Tarcísio de Freitas, governador de São Paulo, rebate críticas e questiona o governo federal sobre casos de corrupção, enquanto defende o senador Flávio Bolsonaro no caso Dark Horse.
O governador de São Paulo e candidato à reeleição, Tarcísio de Freitas, afirmou nesta quarta-feira (26) que o senador Flávio Bolsonaro já prestou os esclarecimentos necessários sobre o caso do filme Dark Horse. Segundo Tarcísio, caso não surjam novas evidências, Flávio não teria mais pendências sobre o assunto.
A declaração de Tarcísio ocorre cerca de três meses após ele mesmo ter dito que Flávio Bolsonaro deveria se explicar. As mensagens vazadas na época ligaram o senador ao empresário Daniel Vorcaro, ex-dono do Banco Master, levantando questionamentos sobre o caso.
Em contrapartida, Tarcísio de Freitas aproveitou para direcionar as cobranças ao governo federal, citando escândalos de corrupção que teriam envolvido pessoas próximas ao presidente Lula, como o ex-chefe de gabinete Marco Aurélio Ribeiro, conhecido como Marcola. As informações foram divulgadas pelo g1.
Tarcísio minimiza necessidade de novas explicações de Flávio Bolsonaro
Durante uma visita a um conjunto habitacional na zona sul de São Paulo, Tarcísio de Freitas comentou sobre o caso Dark Horse. “Acho que ele já deu explicações, se nenhum fato novo aparecer, acho que está tudo esclarecido”, declarou o governador, indicando que o senador cumpriu com sua obrigação de se explicar.
Essa fala contrasta com uma declaração anterior do próprio governador, onde ele sugeria a necessidade de Flávio Bolsonaro se pronunciar após a divulgação de mensagens que o conectavam ao empresário Daniel Vorcaro, ex-proprietário do Banco Master. A situação gerou polêmica e demandou atenção pública.
Governador aponta escândalos de corrupção no governo federal
Em um movimento estratégico, Tarcísio de Freitas aproveitou o momento para criticar o governo federal.

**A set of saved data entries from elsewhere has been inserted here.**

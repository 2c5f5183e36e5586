use thiserror::Error;

/// Errors raised while establishing a bastion session.
///
/// Each failure condition is a distinct kind so that the caller can apply
/// failover policy (next auth method, next host) without string matching.
/// No retries happen at the layer that raises one of these.
#[derive(Debug, Error)]
pub enum ConnectError {
    #[error("authentication rejected by {host}")]
    AuthFailed { host: String },

    #[error("connection to {host} timed out after {seconds}s")]
    Timeout { host: String, seconds: u64 },

    #[error("cannot resolve hostname: {host}")]
    DnsFailure { host: String },

    #[error("transport error on {host}: {reason}")]
    Transport { host: String, reason: String },

    #[error("bastion preflight failed: {0}")]
    Preflight(#[from] PreflightError),
}

/// Cloud-tunnel preflight failures. These are configuration problems on the
/// operator's workstation, not network errors, and the tunnel is never
/// attempted once one is raised.
#[derive(Debug, Error)]
pub enum PreflightError {
    #[error("cloud CLI `{binary}` not found on PATH")]
    MissingCli { binary: String },

    #[error("no authenticated cloud identity (run `{hint}`)")]
    NotAuthenticated { hint: String },
}

/// Errors raised while executing a command through a connected bastion.
#[derive(Debug, Error)]
pub enum ExecError {
    #[error("not connected to bastion")]
    NotConnected,

    #[error("command timed out after {seconds}s")]
    Timeout { seconds: u64 },

    #[error("remote command failed: {stderr}")]
    Remote { stderr: String },

    #[error("transport error: {reason}")]
    Transport { reason: String },
}

/// Errors raised by the device command runner.
#[derive(Debug, Error)]
pub enum RunnerError {
    #[error("command alias '{alias}' is not available on {os_tag}")]
    UnsupportedCommand { alias: String, os_tag: String },

    /// Every candidate username was rejected. `guidance` carries the full
    /// user-facing message including a bounded sample of the tried names
    /// and static troubleshooting steps.
    #[error("{guidance}")]
    AuthExhausted {
        tried: Vec<String>,
        os_tag: String,
        guidance: String,
    },

    #[error(transparent)]
    Exec(#[from] ExecError),
}

/// Configuration loading and validation errors.
#[derive(Debug, Error)]
pub enum ConfigError {
    #[error("configuration file not found: {path}")]
    NotFound { path: String },

    #[error("invalid configuration: {field} - {reason}")]
    Invalid { field: String, reason: String },

    #[error("IO error: {0}")]
    Io(#[from] std::io::Error),

    #[error("YAML error: {0}")]
    Yaml(#[from] serde_saphyr::Error),
}

/// Errors surfaced by the command-line entry points.
#[derive(Debug, Error)]
pub enum CliError {
    #[error("unknown bastion '{id}' (see `netbridge bastions`)")]
    UnknownBastion { id: String },

    #[error("unknown device '{name}' (see `netbridge devices`)")]
    UnknownDevice { name: String },

    #[error("device '{name}' has no management address in the inventory")]
    DeviceUnreachable { name: String },

    #[error(transparent)]
    Config(#[from] ConfigError),

    #[error(transparent)]
    Connect(#[from] ConnectError),

    #[error(transparent)]
    Exec(#[from] ExecError),

    #[error(transparent)]
    Runner(#[from] RunnerError),

    #[error("JSON error: {0}")]
    Json(#[from] serde_json::Error),
}

#[cfg(test)]
mod tests {
    use super::*;

    #[test]
    fn test_connect_error_display() {
        let err = ConnectError::AuthFailed {
            host: "jump01".to_string(),
        };
        assert!(format!("{err}").contains("jump01"));

        let err = ConnectError::Timeout {
            host: "jump01".to_string(),
            seconds: 10,
        };
        let msg = format!("{err}");
        assert!(msg.contains("jump01"));
        assert!(msg.contains("10"));
    }

    #[test]
    fn test_preflight_error_wraps_into_connect_error() {
        let err: ConnectError = PreflightError::MissingCli {
            binary: "gcloud".to_string(),
        }
        .into();
        let msg = format!("{err}");
        assert!(msg.contains("preflight"));
        assert!(msg.contains("gcloud"));
    }

    #[test]
    fn test_exec_error_display() {
        let err = ExecError::Remote {
            stderr: "connection refused".to_string(),
        };
        assert!(format!("{err}").contains("connection refused"));

        let err = ExecError::NotConnected;
        assert!(format!("{err}").contains("not connected"));
    }

    #[test]
    fn test_runner_error_unsupported_display() {
        let err = RunnerError::UnsupportedCommand {
            alias: "bgp_summary".to_string(),
            os_tag: "unknown".to_string(),
        };
        let msg = format!("{err}");
        assert!(msg.contains("bgp_summary"));
        assert!(msg.contains("unknown"));
    }

    #[test]
    fn test_runner_error_auth_exhausted_uses_guidance() {
        let err = RunnerError::AuthExhausted {
            tried: vec!["admin".to_string(), "neteng".to_string()],
            os_tag: "cisco_ios".to_string(),
            guidance: "Authentication failed. Tried 2 username(s)".to_string(),
        };
        assert_eq!(
            format!("{err}"),
            "Authentication failed. Tried 2 username(s)"
        );
    }

    #[test]
    fn test_config_error_display() {
        let err = ConfigError::Invalid {
            field: "bastions".to_string(),
            reason: "empty".to_string(),
        };
        let msg = format!("{err}");
        assert!(msg.contains("bastions"));
        assert!(msg.contains("empty"));
    }
}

Ele mencionou “escândalos de corrupção que estão assolando o governo federal”, citando especificamente o envolvimento do ex-chefe de gabinete do presidente da República, Marco Aurélio Ribeiro, conhecido como Marcola.
Tarcísio destacou que tais envolvimentos ocorreram “na antessala da Presidência da República”, ressaltando a gravidade das acusações e a proximidade dos envolvidos com o núcleo do poder federal. A menção a Marcola é um ponto chave na crítica do governador.
Investigações sobre Fávio Lula da Silva e ex-chefe de gabinete
O ex-chefe de gabinete de Lula, Marco Aurélio Ribeiro, é alvo de investigação pela Polícia Federal. As apurações buscam entender seu suposto envolvimento em um esquema que envolvia vantagens indevidas, como um empréstimo de R$ 250 mil, confirmado pelo próprio, e o recebimento de joias.
Paralelamente, a PF também investiga Fávio Luíz Lula da Silva, filho do presidente, em três inquéritos distintos. As investigações apontam para um suposto uso de sua influência para representar interesses particulares, como a tentativa de viabilizar um contrato entre uma empresa de canabidiol e o Ministério da Saúde. Esse negócio, que visava o fornecimento de medicamentos à base de canabidiol para o SUS, não chegou a ser concretizado.
Afastamento de Marcola da campanha
Após a publicação das suspeitas que recaíam sobre ele, o ex-chefe de gabinete Marco Aurélio Ribeiro pediu afastamento da campanha à reeleição do presidente Lula. A decisão foi tomada para evitar que as investigações prejudicassem a imagem da campanha presidencial em um momento crucial.
O caso do ex-chefe de gabinete e as investigações sobre Fávio Lula da Silva foram trazidos à tona por Tarcísio de Freitas como exemplos de problemas que assolam o governo federal, em contraste com a sua avaliação sobre o caso Dark Horse, que ele considera já esclarecido por Flávio Bolsonaro.